Pace, pronounced PA-chay, Latin, “peace to,” traditionally used in English to mean, “despite what he/she says to the contrary.”
I think that there is non-existent voter fraud because of voter ID.
Why do all such laws focus on voter ID, and not on, say, preventing fraudulent absentee ballots? It’s quite easy to continue to apply for an absentee ballot for your dead husband, for example – much easier than claiming to be him at the polls, especially if you’ve just claimed to be you.
Most likely because both sides DO have ulterior motives. The “same day registration” people are as ulteriorly motivated as the voter ID people.
We probably won’t get a compromise on this until elections stop being 50-50 affairs. As long as they are close, both side will seek advantage any legal way they can.
“Your side does it” =/= “Both sides do it”.
As you know.
No, I never made any such admission. That is an absolutely false statement.
I remember that thread. It was the same one where you waxed nostalgic about your love for kicking puppies, stealing candy from toddlers and setting random house fires.
When we want to discourage armed robbery, we pass a law making it criminal.

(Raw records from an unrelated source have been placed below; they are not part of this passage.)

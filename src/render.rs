//! Rendering-service URL construction and image download.

use crate::uml::Format;
use anyhow::{Context, Result};
use indicatif::{ProgressBar, ProgressStyle};
use std::fs::File;
use std::io::{self, Read};
use std::path::Path;

pub const DEFAULT_PLANTUML_URL: &str = "http://www.plantuml.com/plantuml";

/// Build the rendering-service URL for an encoded diagram
pub fn diagram_url(base_url: &str, format: Format, encoded: &str) -> String {
    format!("{}/{}/{}", base_url.trim_end_matches('/'), format, encoded)
}

/// Download a rendered diagram, streaming the response body to a file
pub fn download(url: &str, path: &Path, progress: bool) -> Result<()> {
    let client = reqwest::blocking::Client::builder()
        .user_agent(concat!("sql-uml/", env!("CARGO_PKG_VERSION")))
        .build()?;

    let mut response = client
        .get(url)
        .send()
        .with_context(|| format!("failed to request {url}"))?
        .error_for_status()
        .with_context(|| "rendering service returned an error")?;

    let mut file = File::create(path)
        .with_context(|| format!("failed to create output file: {}", path.display()))?;

    let bar = if progress {
        response.content_length().map(|total| {
            let bar = ProgressBar::new(total);
            bar.set_style(
                ProgressStyle::with_template(
                    "{spinner:.green} [{bar:40.cyan/blue}] {bytes}/{total_bytes}",
                )
                .unwrap()
                .progress_chars("█▓▒░  "),
            );
            bar
        })
    } else {
        None
    };

    match bar {
        Some(bar) => {
            let tick = bar.clone();
            let mut reader = ProgressReader::new(response, move |n| tick.set_position(n));
            io::copy(&mut reader, &mut file)?;
            bar.finish_and_clear();
        }
        None => {
            io::copy(&mut response, &mut file)?;
        }
    }

    Ok(())
}

/// Reader wrapper that tracks bytes read and reports them to a callback
struct ProgressReader<R: Read> {
    reader: R,
    callback: Box<dyn Fn(u64)>,
    bytes_read: u64,
}

impl<R: Read> ProgressReader<R> {
    fn new<F>(reader: R, callback: F) -> Self
    where
        F: Fn(u64) + 'static,
    {
        Self {
            reader,
            callback: Box::new(callback),
            bytes_read: 0,
        }
    }
}

impl<R: Read> Read for ProgressReader<R> {
    fn read(&mut self, buf: &mut [u8]) -> io::Result<usize> {
        let n = self.reader.read(buf)?;
        self.bytes_read += n as u64;
        (self.callback)(self.bytes_read);
        Ok(n)
    }
}
// Allow dead code for items that are part of the public API but only used in tests
#![allow(dead_code)]

pub mod driver;
pub mod encode;
pub mod parser;
pub mod render;
pub mod schema;
pub mod source;
pub mod uml;
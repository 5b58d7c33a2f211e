//! Entity metadata model for diagram generation.
//!
//! This module provides:
//! - Data models for entities, columns, indexes, and foreign keys
//! - DDL parsing for extracting entity metadata from schema files
//!
//! The model mirrors what an ORM's metadata layer exposes: each entity has a
//! display name (standing in for the mapped class name) alongside its table
//! name, and columns carry the pieces of type information the diagram needs.

mod ddl;

pub use ddl::*;

use ahash::AHashMap;

/// Column definition within an entity
#[derive(Debug, Clone, Default)]
pub struct Column {
    /// Column name
    pub name: String,
    /// Base SQL type, lowercased, without arguments (e.g. `varchar`)
    pub sql_type: String,
    /// Declared length for character/binary types (e.g. `255`)
    pub length: Option<String>,
    /// Display width for integer types (e.g. `11` from `int(11)`)
    pub width: Option<u32>,
    /// Declared precision for numeric types
    pub precision: Option<u32>,
    /// Declared scale for numeric types
    pub scale: Option<u32>,
    /// Possible values for ENUM/SET types
    pub enum_values: Vec<String>,
    /// Whether this column is part of the primary key
    pub is_primary_key: bool,
    /// Whether this column allows NULL values
    pub is_nullable: bool,
}

/// Index definition
#[derive(Debug, Clone, PartialEq, Eq)]
pub struct IndexDef {
    /// Index name
    pub name: String,
    /// Columns in the index
    pub columns: Vec<String>,
    /// Whether this is a unique index
    pub is_unique: bool,
}

/// Foreign key constraint definition
#[derive(Debug, Clone)]
pub struct ForeignKey {
    /// Constraint name (optional)
    pub name: Option<String>,
    /// Column names in this entity that form the FK
    pub columns: Vec<String>,
    /// Referenced table name
    pub referenced_table: String,
    /// Referenced column names
    pub referenced_columns: Vec<String>,
}

/// Complete entity metadata
#[derive(Debug, Clone)]
pub struct Entity {
    /// Display name of the entity (defaults to the PascalCase table name)
    pub name: String,
    /// Database table name
    pub table_name: String,
    /// Column definitions in order
    pub columns: Vec<Column>,
    /// Index definitions
    pub indexes: Vec<IndexDef>,
    /// Foreign key constraints
    pub foreign_keys: Vec<ForeignKey>,
}

impl Entity {
    /// Create a new empty entity for a table
    pub fn new(table_name: &str) -> Self {
        Self {
            name: entity_name(table_name),
            table_name: table_name.to_string(),
            columns: Vec::new(),
            indexes: Vec::new(),
            foreign_keys: Vec::new(),
        }
    }

    /// Get a column by name
    pub fn get_column(&self, name: &str) -> Option<&Column> {
        self.columns
            .iter()
            .find(|c| c.name.eq_ignore_ascii_case(name))
    }

    /// Column names that form the primary key
    pub fn primary_key(&self) -> Vec<&str> {
        self.columns
            .iter()
            .filter(|c| c.is_primary_key)
            .map(|c| c.name.as_str())
            .collect()
    }

    /// Check whether a column participates in any foreign key
    pub fn is_foreign_key_column(&self, name: &str) -> bool {
        self.foreign_keys
            .iter()
            .any(|fk| fk.columns.iter().any(|c| c.eq_ignore_ascii_case(name)))
    }

    /// Check whether the FK's owning columns are guaranteed unique, which
    /// turns the relationship into one-to-one. True when the FK columns are
    /// exactly the primary key or are covered by a unique index.
    pub fn foreign_key_is_unique(&self, fk: &ForeignKey) -> bool {
        let fk_cols = normalized(&fk.columns);

        let pk: Vec<String> = self
            .primary_key()
            .iter()
            .map(|c| c.to_lowercase())
            .collect();
        if !pk.is_empty() && sorted(pk) == fk_cols {
            return true;
        }

        self.indexes
            .iter()
            .any(|idx| idx.is_unique && normalized(&idx.columns) == fk_cols)
    }
}

fn normalized(columns: &[String]) -> Vec<String> {
    sorted(columns.iter().map(|c| c.to_lowercase()).collect())
}

fn sorted(mut columns: Vec<String>) -> Vec<String> {
    columns.sort();
    columns
}

/// Derive a display name from a table name: `order_items` becomes `OrderItems`.
pub fn entity_name(table: &str) -> String {
    table
        .split(|c: char| c == '_' || c == '-' || c == '.')
        .filter(|s| !s.is_empty())
        .map(|s| {
            let mut chars = s.chars();
            match chars.next() {
                Some(first) => first.to_uppercase().collect::<String>() + chars.as_str(),
                None => String::new(),
            }
        })
        .collect()
}

/// Complete schema: all entities yielded by the metadata provider
#[derive(Debug, Default)]
pub struct Schema {
    entities: Vec<Entity>,
    by_table: AHashMap<String, usize>,
}

impl Schema {
    /// Create a new empty schema
    pub fn new() -> Self {
        Self::default()
    }

    /// Get an entity by table name (case-insensitive fallback)
    pub fn get_entity(&self, table: &str) -> Option<&Entity> {
        self.entity_index(table).map(|i| &self.entities[i])
    }

    /// Get a mutable entity by table name
    pub fn get_entity_mut(&mut self, table: &str) -> Option<&mut Entity> {
        self.entity_index(table).map(|i| &mut self.entities[i])
    }

    fn entity_index(&self, table: &str) -> Option<usize> {
        if let Some(&i) = self.by_table.get(table) {
            return Some(i);
        }
        let lower = table.to_lowercase();
        self.by_table
            .iter()
            .find(|(k, _)| k.to_lowercase() == lower)
            .map(|(_, &i)| i)
    }

    /// Add a new entity, replacing nothing: the first definition of a table
    /// wins and later duplicates are ignored.
    pub fn add_entity(&mut self, entity: Entity) {
        if self.entity_index(&entity.table_name).is_some() {
            return;
        }
        self.by_table
            .insert(entity.table_name.clone(), self.entities.len());
        self.entities.push(entity);
    }

    /// Apply entity display names from a data-source config
    pub fn apply_entity_names(&mut self, names: &std::collections::HashMap<String, String>) {
        for (table, name) in names {
            if let Some(entity) = self.get_entity_mut(table) {
                entity.name = name.clone();
            }
        }
    }

    /// Number of entities
    pub fn len(&self) -> usize {
        self.entities.len()
    }

    /// Check if the schema has no entities
    pub fn is_empty(&self) -> bool {
        self.entities.is_empty()
    }

    /// Iterate over all entities in definition order
    pub fn iter(&self) -> impl Iterator<Item = &Entity> {
        self.entities.iter()
    }
}

#[cfg(test)]
mod tests {
    use super::*;

    #[test]
    fn test_entity_name() {
        assert_eq!(entity_name("users"), "Users");
        assert_eq!(entity_name("order_items"), "OrderItems");
        assert_eq!(entity_name("product-reviews"), "ProductReviews");
    }

    #[test]
    fn test_schema_lookup_is_case_insensitive() {
        let mut schema = Schema::new();
        schema.add_entity(Entity::new("users"));

        assert!(schema.get_entity("users").is_some());
        assert!(schema.get_entity("USERS").is_some());
        assert!(schema.get_entity("orders").is_none());
    }

    #[test]
    fn test_first_definition_wins() {
        let mut schema = Schema::new();
        let mut first = Entity::new("users");
        first.columns.push(Column {
            name: "id".to_string(),
            ..Default::default()
        });
        schema.add_entity(first);
        schema.add_entity(Entity::new("users"));

        assert_eq!(schema.len(), 1);
        assert_eq!(schema.get_entity("users").unwrap().columns.len(), 1);
    }

    #[test]
    fn test_foreign_key_is_unique() {
        let mut entity = Entity::new("profiles");
        entity.columns.push(Column {
            name: "user_id".to_string(),
            ..Default::default()
        });
        entity.indexes.push(IndexDef {
            name: "uq_user".to_string(),
            columns: vec!["user_id".to_string()],
            is_unique: true,
        });
        let fk = ForeignKey {
            name: None,
            columns: vec!["user_id".to_string()],
            referenced_table: "users".to_string(),
            referenced_columns: vec!["id".to_string()],
        };

        assert!(entity.foreign_key_is_unique(&fk));

        entity.indexes.clear();
        assert!(!entity.foreign_key_is_unique(&fk));
    }
}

We don’t so far as I recall, ever survey how many armed robberies still occur in violation of the law: we simply prosecute the armed robbers.
In fairness, I was a unicorn during that period of time and typing with hooves and a pointy horn was difficult, so explaining the nuances of my position was often left undone.

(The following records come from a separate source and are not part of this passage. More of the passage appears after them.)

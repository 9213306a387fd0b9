//! JSON input for commands that take a document

use anyhow::{Context, Result};
use snapvc_core::{DocPath, Document};
use std::collections::BTreeMap;
use std::io::Read;

/// Read JSON from a file path, or from stdin when `source` is "-"
pub fn read_json(source: &str) -> Result<serde_json::Value> {
    let text = if source == "-" {
        let mut buf = String::new();
        std::io::stdin()
            .read_to_string(&mut buf)
            .context("Failed to read JSON from stdin")?;
        buf
    } else {
        std::fs::read_to_string(source).with_context(|| format!("Failed to read {}", source))?
    };
    serde_json::from_str(&text).with_context(|| format!("Invalid JSON in {}", source))
}

pub fn read_document(source: &str) -> Result<Document> {
    Ok(read_json(source)?.into())
}

/// Conflict resolutions as `{"<path>": value}`; `null` deletes the path
pub fn read_resolutions(source: &str) -> Result<BTreeMap<DocPath, Option<Document>>> {
    let value = read_json(source)?;
    serde_json::from_value(value)
        .with_context(|| format!("Resolutions in {} must map paths to values", source))
}
//! snapvc command line
//!
//! Every command loads the repository from `--repo`, runs one operation,
//! prints the result as JSON on stdout and saves the state. Logs go to
//! stderr.

mod daemon;
mod input;

use anyhow::{Result, bail};
use clap::{Parser, Subcommand};
use serde::Serialize;
use snapvc_core::{
    BackupType, CommitRequest, CreateBackupRequest, CreateBranchRequest, FileStore, HookManager,
    MergeBranchesRequest, RepositoryConfig, ResolveMergeRequest, RestoreRequest, RevertRequest,
    VersionControl, VersionId,
};
use std::path::{Path, PathBuf};
use std::sync::Arc;
use std::time::Duration;
use tracing_subscriber::{layer::SubscriberExt, util::SubscriberInitExt};
use uuid::Uuid;

#[derive(Parser, Debug)]
#[command(name = "snapvc")]
#[command(author = "snapvc Contributors")]
#[command(version)]
#[command(about = "Version control for structured content snapshots")]
struct Cli {
    /// Repository directory
    #[arg(long, global = true, default_value = "./snapvc-repo")]
    repo: PathBuf,

    /// Acting user; defaults to $USER
    #[arg(long, global = true)]
    author: Option<String>,

    /// Enable debug logging
    #[arg(short, long, global = true)]
    debug: bool,

    #[command(subcommand)]
    command: Commands,
}

#[derive(Subcommand, Debug)]
enum Commands {
    /// Initialize a new repository
    Init,

    /// Commit a JSON document as a new version
    Commit {
        content_id: String,
        /// JSON file, or "-" for stdin
        #[arg(short, long)]
        file: String,
        #[arg(short, long)]
        message: String,
        #[arg(short, long)]
        branch: Option<String>,
        /// Fail if the branch head moved past this version
        #[arg(long)]
        expected_head: Option<VersionId>,
    },

    /// Manage branches
    Branch {
        #[command(subcommand)]
        action: BranchCommand,
    },

    /// Show version history of a branch, newest first
    Log {
        content_id: String,
        /// Defaults to the primary branch
        #[arg(short, long)]
        branch: Option<String>,
        #[arg(short, long)]
        limit: Option<usize>,
        /// Continue after this version
        #[arg(long)]
        after: Option<VersionId>,
    },

    /// Show one version
    Show {
        content_id: String,
        version_id: VersionId,
    },

    /// Structural diff between two versions
    Diff {
        content_id: String,
        base: VersionId,
        compare: VersionId,
    },

    /// Merge one branch into another
    Merge {
        content_id: String,
        source: String,
        target: String,
        #[arg(short, long, default_value = "")]
        message: String,
    },

    /// List merge requests
    Merges { content_id: String },

    /// Resolve a conflicted merge
    Resolve {
        content_id: String,
        merge_id: Uuid,
        /// JSON object mapping each conflict path to its value, or "-" for stdin
        #[arg(short, long)]
        file: String,
    },

    /// Reject a conflicted merge
    Reject { content_id: String, merge_id: Uuid },

    /// Commit an earlier version's data as the new head
    Revert {
        content_id: String,
        version_id: VersionId,
        #[arg(short, long)]
        branch: Option<String>,
    },

    /// Manage backups
    Backup {
        #[command(subcommand)]
        action: BackupCommand,
    },

    /// Run scheduled backups in the foreground until Ctrl-C
    BackupDaemon {
        /// Defaults to scheduled_backup_interval_secs from config.json
        #[arg(long)]
        interval_secs: Option<u64>,
    },
}

#[derive(Subcommand, Debug)]
enum BranchCommand {
    /// Create a branch
    Create {
        content_id: String,
        name: String,
        /// Defaults to the primary branch head
        #[arg(long)]
        from: Option<VersionId>,
        #[arg(short = 'D', long, default_value = "")]
        description: String,
    },
    /// List branches
    List { content_id: String },
    /// Delete a branch; its versions remain
    Delete { content_id: String, name: String },
}

#[derive(Subcommand, Debug)]
enum BackupCommand {
    /// Capture the current heads
    Create { content_id: String },
    /// List unexpired backups
    List { content_id: String },
    /// Restore a backup as a new version
    Restore {
        content_id: String,
        backup_id: Uuid,
        #[arg(short, long)]
        branch: Option<String>,
    },
}

fn init_tracing(debug: bool) {
    let env_filter = if debug {
        tracing_subscriber::EnvFilter::new("debug")
    } else {
        tracing_subscriber::EnvFilter::from_default_env().add_directive(tracing::Level::INFO.into())
    };

    tracing_subscriber::registry()
        .with(tracing_subscriber::fmt::layer().with_writer(std::io::stderr))
        .with(env_filter)
        .init();
}

fn print_json<T: Serialize>(value: &T) -> Result<()> {
    println!("{}", serde_json::to_string_pretty(value)?);
    Ok(())
}

fn default_author() -> String {
    std::env::var("USER").unwrap_or_else(|_| "anonymous".to_string())
}

async fn open_repository(path: &Path) -> Result<VersionControl> {
    if !path.join("metadata.json").exists() {
        bail!("No repository at {:?}; run `snapvc init` first", path);
    }
    let config = RepositoryConfig::load(path)?;
    let store = FileStore::open(path)?;
    let repo = VersionControl::builder(config)
        .hooks(HookManager::new(path.to_path_buf()))
        .persistence(Arc::new(store))
        .load()
        .await?;
    Ok(repo)
}

fn init_repository(path: &Path) -> Result<()> {
    let store = FileStore::open(path)?;
    if !path.join("config.json").exists() {
        RepositoryConfig::default().save(path)?;
    }
    HookManager::new(path.to_path_buf()).ensure_hooks_dir()?;
    tracing::info!(path = ?path, uuid = %store.metadata().uuid, "Repository initialized");
    print_json(store.metadata())
}

#[tokio::main]
async fn main() -> Result<()> {
    let cli = Cli::parse();
    init_tracing(cli.debug);

    let author = cli.author.unwrap_or_else(default_author);

    if let Commands::Init = cli.command {
        return init_repository(&cli.repo);
    }

    let repo = open_repository(&cli.repo).await?;

    match cli.command {
        // Handled before loading
        Commands::Init => {}

        Commands::Commit {
            content_id,
            file,
            message,
            branch,
            expected_head,
        } => {
            let request = CommitRequest {
                data: input::read_document(&file)?,
                message,
                branch,
                expected_head,
            };
            let version = repo.commit_changes(&content_id, request, &author).await?;
            repo.persist().await?;
            print_json(&version)?;
        }

        Commands::Branch { action } => match action {
            BranchCommand::Create {
                content_id,
                name,
                from,
                description,
            } => {
                let request = CreateBranchRequest {
                    branch_name: name,
                    from_version: from,
                    description,
                };
                let branch = repo.create_branch(&content_id, request, &author).await?;
                repo.persist().await?;
                print_json(&branch)?;
            }
            BranchCommand::List { content_id } => {
                print_json(&repo.get_branches(&content_id).await?)?;
            }
            BranchCommand::Delete { content_id, name } => {
                let branch = repo.delete_branch(&content_id, &name).await?;
                repo.persist().await?;
                print_json(&branch)?;
            }
        },

        Commands::Log {
            content_id,
            branch,
            limit,
            after,
        } => {
            let branch = match branch {
                Some(branch) => branch,
                None => repo.primary_branch(&content_id).await?,
            };
            match limit {
                Some(limit) => {
                    let page = repo
                        .get_version_history_page(&content_id, &branch, after, limit)
                        .await?;
                    print_json(&page)?;
                }
                None if after.is_some() => {
                    bail!("--after needs --limit");
                }
                None => {
                    print_json(&repo.get_version_history(&content_id, &branch).await?)?;
                }
            }
        }

        Commands::Show {
            content_id,
            version_id,
        } => {
            print_json(&repo.get_version(&content_id, &version_id).await?)?;
        }

        Commands::Diff {
            content_id,
            base,
            compare,
        } => {
            print_json(&repo.get_version_diff(&content_id, &base, &compare).await?)?;
        }

        Commands::Merge {
            content_id,
            source,
            target,
            message,
        } => {
            let request = MergeBranchesRequest {
                source_branch: source,
                target_branch: target,
                message,
            };
            let merge = repo.merge_branches(&content_id, request, &author).await?;
            repo.persist().await?;
            print_json(&merge)?;
        }

        Commands::Merges { content_id } => {
            print_json(&repo.get_merge_requests(&content_id).await?)?;
        }

        Commands::Resolve {
            content_id,
            merge_id,
            file,
        } => {
            let request = ResolveMergeRequest {
                merge_id,
                resolutions: input::read_resolutions(&file)?,
            };
            let merge = repo.resolve_merge(&content_id, request, &author).await?;
            repo.persist().await?;
            print_json(&merge)?;
        }

        Commands::Reject {
            content_id,
            merge_id,
        } => {
            let merge = repo.reject_merge(&content_id, merge_id).await?;
            repo.persist().await?;
            print_json(&merge)?;
        }

        Commands::Revert {
            content_id,
            version_id,
            branch,
        } => {
            let request = RevertRequest { version_id, branch };
            let version = repo.revert_to_version(&content_id, request, &author).await?;
            repo.persist().await?;
            print_json(&version)?;
        }

        Commands::Backup { action } => match action {
            BackupCommand::Create { content_id } => {
                let request = CreateBackupRequest {
                    backup_type: BackupType::Manual,
                };
                let record = repo.create_backup(&content_id, request).await?;
                repo.persist().await?;
                print_json(&record)?;
            }
            BackupCommand::List { content_id } => {
                print_json(&repo.get_backups(&content_id).await?)?;
            }
            BackupCommand::Restore {
                content_id,
                backup_id,
                branch,
            } => {
                let request = RestoreRequest { backup_id, branch };
                let version = repo
                    .restore_from_backup(&content_id, request, &author)
                    .await?;
                repo.persist().await?;
                print_json(&version)?;
            }
        },

        Commands::BackupDaemon { interval_secs } => {
            let secs = interval_secs.unwrap_or(repo.config().scheduled_backup_interval_secs);
            if secs == 0 {
                bail!("Backup interval must be positive");
            }
            daemon::run(Arc::new(repo), Duration::from_secs(secs)).await?;
        }
    }

    Ok(())
}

And you wanna know the worst part? He’s from out of state.
It was already illegal to commit voter fraud. Voter ID laws are not necessary for making the practice illegal.
Huh.
I kind of think we might want to do that, so we know whether or not new strategies to reduce armed robberies are effective, or if they just inconvenience people, or violate their rights, for no reason. It might also be useful to know how often armed robberies occur, so that you know how big a problem they are, and how much resource to use combating them.
In Republican Voter ID land, we don’t know how many armed robberies occur, and don’t even bother trying to find out. We just claim that they are a big problem, throw a half assed solution at it, and walk away ignoring the pleas of people who claim the solution harms them directly.
It was effectively unprosecutable.
We don’t survey in order to determine if the practice should be criminalized. I certainly grant that we survey everything under the sun.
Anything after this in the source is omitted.